Meta launched (opens in new tab) a new network timing protocol for its data centers called the Precision Time Protocol (PTP), which it claims will improve accuracy and precision in its networks.
The tech giant previously used the older industry standard Network Time Protocol (NTP) to handle usage scenarios such as messaging, video conferencing and online gaming, which rely on precise, accurate timing between multiple servers and sometimes multiple data centers.
After a successful pilot, Meta has begun expanding PTP to all of its data centers, arguing that it can provide sub-microsecond accuracy, unlike NTP, which offers infinitely slower millisecond accuracy.
What is the PTP?
Unlike NTP, PTP takes a “master-slave” approach to its architecture, synchronizing to a single grandmaster clock, using techniques such as hardware timestamps and “transparent clocking” to improve consistency and symmetry.

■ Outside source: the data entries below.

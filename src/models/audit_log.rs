use chrono::{DateTime, Utc};
use serde::{Deserialize, Serialize};
use serde_json::Value;
use uuid::Uuid;

#[derive(Debug, Clone, Copy, PartialEq, Eq, Serialize, Deserialize)]
#[serde(rename_all = "UPPERCASE")]
pub enum AuditAction {
    Insert,
    Update,
    Delete,
}

/// Row written by backend triggers. Read-only from this side.
#[derive(Debug, Clone, PartialEq, Serialize, Deserialize)]
pub struct AuditLog {
    pub id: Uuid,
    pub table_name: String,
    pub action: AuditAction,
    #[serde(default)]
    pub old_data: Option<Value>,
    #[serde(default)]
    pub new_data: Option<Value>,
    #[serde(default)]
    pub user_id: Option<Uuid>,
    #[serde(default)]
    pub user_email: Option<String>,
    pub created_at: DateTime<Utc>,
}

impl AuditLog {
    /// The snapshot that best describes the row: the new one, or the old one
    /// for deletions.
    pub fn snapshot(&self) -> Option<&Value> {
        match self.action {
            AuditAction::Delete => self.old_data.as_ref(),
            _ => self.new_data.as_ref().or(self.old_data.as_ref()),
        }
    }
}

In contrast, systems and servers using NTP are asynchronous, according to Meta, because they are distributed systems without a single global clock.
These data center clocks do their jobs independently, but they check in with each other to make sure they are in sync.
Meta claims that while the telecom industry has been using PTP for “more than a decade,” hyperscale data centers have been slow to adopt it.
What does this mean for users?
Meta claims this new technology will be beneficial for use cases where “lag” can be an issue, such as cloud-based gaming, especially of the more graphics-intensive variety. The tech giant also claims it could help with advanced remote collaboration and video conferencing.
In addition, Meta claims that PTP has the potential to enable the synchronization of GPUs between data centers, which could open up a level of “unprecedented scale” in AI capabilities that would be difficult to achieve with current technology.
If PTP sounds like something you might be interested in, Meta is ready to open source all of its PTP-related work, including the source code for its Time Appliance client software and transparent clock.